TASK PROMPT ▸
Where "push" appears in a line of the entries below, that line should be copied.

DATA SUPPLIED ▸
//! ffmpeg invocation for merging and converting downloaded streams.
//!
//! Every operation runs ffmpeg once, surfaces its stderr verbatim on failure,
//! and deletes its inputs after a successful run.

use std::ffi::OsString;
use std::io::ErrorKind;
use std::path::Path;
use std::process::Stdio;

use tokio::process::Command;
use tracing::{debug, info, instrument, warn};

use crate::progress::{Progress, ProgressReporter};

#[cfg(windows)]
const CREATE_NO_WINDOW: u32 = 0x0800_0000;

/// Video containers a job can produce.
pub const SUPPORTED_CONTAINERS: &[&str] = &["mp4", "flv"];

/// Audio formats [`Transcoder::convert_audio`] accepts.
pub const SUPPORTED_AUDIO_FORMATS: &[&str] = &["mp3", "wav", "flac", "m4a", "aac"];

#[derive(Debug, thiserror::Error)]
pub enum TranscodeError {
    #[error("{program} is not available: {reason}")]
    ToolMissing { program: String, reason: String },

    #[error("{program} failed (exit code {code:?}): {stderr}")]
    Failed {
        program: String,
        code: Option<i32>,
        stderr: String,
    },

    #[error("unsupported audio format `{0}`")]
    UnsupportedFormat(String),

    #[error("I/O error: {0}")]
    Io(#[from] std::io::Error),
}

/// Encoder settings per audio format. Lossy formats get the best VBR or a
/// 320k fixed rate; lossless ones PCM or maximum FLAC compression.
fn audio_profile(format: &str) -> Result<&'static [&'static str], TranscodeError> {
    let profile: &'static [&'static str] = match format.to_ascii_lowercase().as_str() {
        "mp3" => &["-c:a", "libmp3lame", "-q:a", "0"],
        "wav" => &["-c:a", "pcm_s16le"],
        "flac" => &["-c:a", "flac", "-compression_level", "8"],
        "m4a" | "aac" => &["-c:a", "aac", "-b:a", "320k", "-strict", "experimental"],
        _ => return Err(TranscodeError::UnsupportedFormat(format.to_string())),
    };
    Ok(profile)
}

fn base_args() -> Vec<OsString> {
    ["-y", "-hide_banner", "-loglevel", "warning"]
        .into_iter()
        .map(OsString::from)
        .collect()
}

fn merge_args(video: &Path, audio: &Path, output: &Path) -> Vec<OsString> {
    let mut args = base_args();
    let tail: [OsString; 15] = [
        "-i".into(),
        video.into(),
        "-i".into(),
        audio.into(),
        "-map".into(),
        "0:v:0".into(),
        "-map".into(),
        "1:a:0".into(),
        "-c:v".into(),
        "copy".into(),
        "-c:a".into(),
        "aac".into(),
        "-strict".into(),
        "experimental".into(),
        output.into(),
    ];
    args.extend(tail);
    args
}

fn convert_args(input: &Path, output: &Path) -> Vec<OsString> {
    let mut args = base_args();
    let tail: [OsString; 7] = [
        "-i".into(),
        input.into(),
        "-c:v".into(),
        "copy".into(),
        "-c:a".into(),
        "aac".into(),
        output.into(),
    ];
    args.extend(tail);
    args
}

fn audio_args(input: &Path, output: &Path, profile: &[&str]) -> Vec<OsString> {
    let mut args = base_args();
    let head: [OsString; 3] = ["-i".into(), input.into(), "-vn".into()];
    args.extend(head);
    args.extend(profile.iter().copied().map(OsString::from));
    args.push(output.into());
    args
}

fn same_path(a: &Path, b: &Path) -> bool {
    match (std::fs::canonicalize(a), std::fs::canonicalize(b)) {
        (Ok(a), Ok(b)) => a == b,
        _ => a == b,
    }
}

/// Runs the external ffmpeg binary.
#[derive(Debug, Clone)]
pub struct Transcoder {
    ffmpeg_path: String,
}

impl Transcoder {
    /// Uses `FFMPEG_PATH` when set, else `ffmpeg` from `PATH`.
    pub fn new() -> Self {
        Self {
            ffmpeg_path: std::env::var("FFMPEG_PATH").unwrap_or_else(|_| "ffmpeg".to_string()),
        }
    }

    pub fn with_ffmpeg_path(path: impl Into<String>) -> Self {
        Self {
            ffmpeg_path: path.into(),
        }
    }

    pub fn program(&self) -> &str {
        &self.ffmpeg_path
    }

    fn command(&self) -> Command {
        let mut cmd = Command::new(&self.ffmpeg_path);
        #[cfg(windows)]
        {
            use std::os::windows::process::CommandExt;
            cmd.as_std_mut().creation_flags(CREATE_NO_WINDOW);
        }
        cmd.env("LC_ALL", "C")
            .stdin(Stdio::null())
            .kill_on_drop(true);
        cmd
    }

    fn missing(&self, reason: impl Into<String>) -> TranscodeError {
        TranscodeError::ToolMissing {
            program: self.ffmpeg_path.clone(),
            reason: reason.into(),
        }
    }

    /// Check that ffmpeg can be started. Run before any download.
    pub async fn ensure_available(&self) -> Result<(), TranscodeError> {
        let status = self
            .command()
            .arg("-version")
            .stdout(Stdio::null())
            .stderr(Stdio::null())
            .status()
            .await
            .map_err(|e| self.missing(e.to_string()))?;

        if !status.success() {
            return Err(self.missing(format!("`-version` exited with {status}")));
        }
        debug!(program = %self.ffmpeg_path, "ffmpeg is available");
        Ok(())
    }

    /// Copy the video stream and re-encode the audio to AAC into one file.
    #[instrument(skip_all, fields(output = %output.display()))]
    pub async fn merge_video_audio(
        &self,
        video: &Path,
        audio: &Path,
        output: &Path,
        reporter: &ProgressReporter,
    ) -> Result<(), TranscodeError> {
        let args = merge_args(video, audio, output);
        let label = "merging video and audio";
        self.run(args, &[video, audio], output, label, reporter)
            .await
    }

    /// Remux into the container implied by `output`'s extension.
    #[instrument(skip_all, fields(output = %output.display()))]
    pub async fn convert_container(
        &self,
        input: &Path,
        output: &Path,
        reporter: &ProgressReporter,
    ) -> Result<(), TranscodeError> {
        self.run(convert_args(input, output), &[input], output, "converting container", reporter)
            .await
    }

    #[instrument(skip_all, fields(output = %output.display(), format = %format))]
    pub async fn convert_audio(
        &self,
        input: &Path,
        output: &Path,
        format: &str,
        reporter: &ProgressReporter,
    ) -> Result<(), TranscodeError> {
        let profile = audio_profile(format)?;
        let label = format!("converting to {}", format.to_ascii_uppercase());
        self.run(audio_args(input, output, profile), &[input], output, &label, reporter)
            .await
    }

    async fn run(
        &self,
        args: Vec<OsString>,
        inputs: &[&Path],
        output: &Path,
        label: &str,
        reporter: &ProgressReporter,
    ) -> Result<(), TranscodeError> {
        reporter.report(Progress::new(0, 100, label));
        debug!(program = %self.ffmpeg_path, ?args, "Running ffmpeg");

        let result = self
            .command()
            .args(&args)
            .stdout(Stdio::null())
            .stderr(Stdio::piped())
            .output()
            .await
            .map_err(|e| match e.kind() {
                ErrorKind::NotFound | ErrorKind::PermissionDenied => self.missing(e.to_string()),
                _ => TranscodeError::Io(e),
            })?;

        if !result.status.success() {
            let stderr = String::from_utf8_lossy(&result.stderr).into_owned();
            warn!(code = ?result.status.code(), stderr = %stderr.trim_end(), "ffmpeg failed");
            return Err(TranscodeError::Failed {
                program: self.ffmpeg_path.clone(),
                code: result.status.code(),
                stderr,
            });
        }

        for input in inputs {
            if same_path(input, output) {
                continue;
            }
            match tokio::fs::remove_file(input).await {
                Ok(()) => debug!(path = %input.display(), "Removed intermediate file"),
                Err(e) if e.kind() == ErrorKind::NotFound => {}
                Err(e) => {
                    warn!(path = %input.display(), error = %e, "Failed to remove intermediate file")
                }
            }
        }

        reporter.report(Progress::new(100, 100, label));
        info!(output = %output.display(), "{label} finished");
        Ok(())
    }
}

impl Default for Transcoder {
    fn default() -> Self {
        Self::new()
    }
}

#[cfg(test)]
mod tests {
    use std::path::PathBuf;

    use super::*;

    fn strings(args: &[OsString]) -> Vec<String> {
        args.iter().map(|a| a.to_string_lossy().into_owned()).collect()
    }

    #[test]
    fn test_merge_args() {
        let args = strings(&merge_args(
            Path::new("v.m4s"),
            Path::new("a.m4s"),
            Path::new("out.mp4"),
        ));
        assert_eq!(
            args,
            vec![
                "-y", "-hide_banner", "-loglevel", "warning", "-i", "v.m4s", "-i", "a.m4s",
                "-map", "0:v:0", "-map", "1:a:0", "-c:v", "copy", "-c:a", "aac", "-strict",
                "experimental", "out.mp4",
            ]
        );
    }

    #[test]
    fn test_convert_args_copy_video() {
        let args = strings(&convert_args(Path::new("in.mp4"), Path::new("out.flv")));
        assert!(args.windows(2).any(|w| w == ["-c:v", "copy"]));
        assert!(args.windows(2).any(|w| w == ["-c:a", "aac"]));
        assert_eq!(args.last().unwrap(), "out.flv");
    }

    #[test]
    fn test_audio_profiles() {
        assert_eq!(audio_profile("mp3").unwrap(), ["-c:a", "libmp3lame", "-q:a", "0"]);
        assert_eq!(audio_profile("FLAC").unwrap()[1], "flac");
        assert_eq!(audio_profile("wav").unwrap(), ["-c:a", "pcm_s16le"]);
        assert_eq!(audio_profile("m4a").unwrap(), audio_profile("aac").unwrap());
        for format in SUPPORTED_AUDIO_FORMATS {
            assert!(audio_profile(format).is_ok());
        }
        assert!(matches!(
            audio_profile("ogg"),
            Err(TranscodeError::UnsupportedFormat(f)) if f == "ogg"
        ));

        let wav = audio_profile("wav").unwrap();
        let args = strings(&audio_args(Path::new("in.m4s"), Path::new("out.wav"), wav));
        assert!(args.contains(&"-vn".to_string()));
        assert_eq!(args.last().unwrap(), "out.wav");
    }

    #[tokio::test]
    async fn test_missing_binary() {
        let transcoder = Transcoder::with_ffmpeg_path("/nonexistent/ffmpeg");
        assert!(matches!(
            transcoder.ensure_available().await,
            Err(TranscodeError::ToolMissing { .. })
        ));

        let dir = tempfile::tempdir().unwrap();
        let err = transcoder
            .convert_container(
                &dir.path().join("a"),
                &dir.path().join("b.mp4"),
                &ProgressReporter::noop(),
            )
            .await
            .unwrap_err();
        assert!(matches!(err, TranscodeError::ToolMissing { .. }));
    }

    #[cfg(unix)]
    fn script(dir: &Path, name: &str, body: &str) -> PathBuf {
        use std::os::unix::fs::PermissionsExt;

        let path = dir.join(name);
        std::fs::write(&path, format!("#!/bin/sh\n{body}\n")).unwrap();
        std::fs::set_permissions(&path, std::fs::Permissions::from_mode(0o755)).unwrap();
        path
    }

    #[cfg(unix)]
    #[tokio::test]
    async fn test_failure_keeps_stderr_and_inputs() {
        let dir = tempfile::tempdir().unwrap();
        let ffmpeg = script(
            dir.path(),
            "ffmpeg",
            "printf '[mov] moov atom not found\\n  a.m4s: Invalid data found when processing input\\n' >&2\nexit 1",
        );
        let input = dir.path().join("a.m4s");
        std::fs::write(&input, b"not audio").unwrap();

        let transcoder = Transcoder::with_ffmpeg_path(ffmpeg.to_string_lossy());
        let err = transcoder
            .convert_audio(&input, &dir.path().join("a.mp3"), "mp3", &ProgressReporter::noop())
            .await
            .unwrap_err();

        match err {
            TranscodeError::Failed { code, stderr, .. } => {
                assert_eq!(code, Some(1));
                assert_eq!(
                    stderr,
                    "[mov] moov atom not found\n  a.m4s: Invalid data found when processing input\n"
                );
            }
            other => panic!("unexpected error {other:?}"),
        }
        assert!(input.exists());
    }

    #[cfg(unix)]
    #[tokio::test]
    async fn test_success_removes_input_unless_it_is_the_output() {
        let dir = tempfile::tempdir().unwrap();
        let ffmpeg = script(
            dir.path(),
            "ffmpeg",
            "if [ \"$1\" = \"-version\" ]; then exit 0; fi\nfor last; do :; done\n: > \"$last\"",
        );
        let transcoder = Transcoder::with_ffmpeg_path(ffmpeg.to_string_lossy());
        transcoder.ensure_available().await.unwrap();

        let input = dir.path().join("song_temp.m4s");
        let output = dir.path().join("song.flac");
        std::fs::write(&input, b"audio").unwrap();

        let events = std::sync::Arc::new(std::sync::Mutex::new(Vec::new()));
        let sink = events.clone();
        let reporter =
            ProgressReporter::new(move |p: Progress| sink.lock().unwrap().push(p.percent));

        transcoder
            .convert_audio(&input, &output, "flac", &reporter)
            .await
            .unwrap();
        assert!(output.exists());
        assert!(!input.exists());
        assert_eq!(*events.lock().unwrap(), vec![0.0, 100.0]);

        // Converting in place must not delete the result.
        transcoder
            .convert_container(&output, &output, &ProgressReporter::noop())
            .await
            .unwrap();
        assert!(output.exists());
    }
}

TASK OUTPUT ▸
    args.push(output.into());
            ProgressReporter::new(move |p: Progress| sink.lock().unwrap().push(p.percent));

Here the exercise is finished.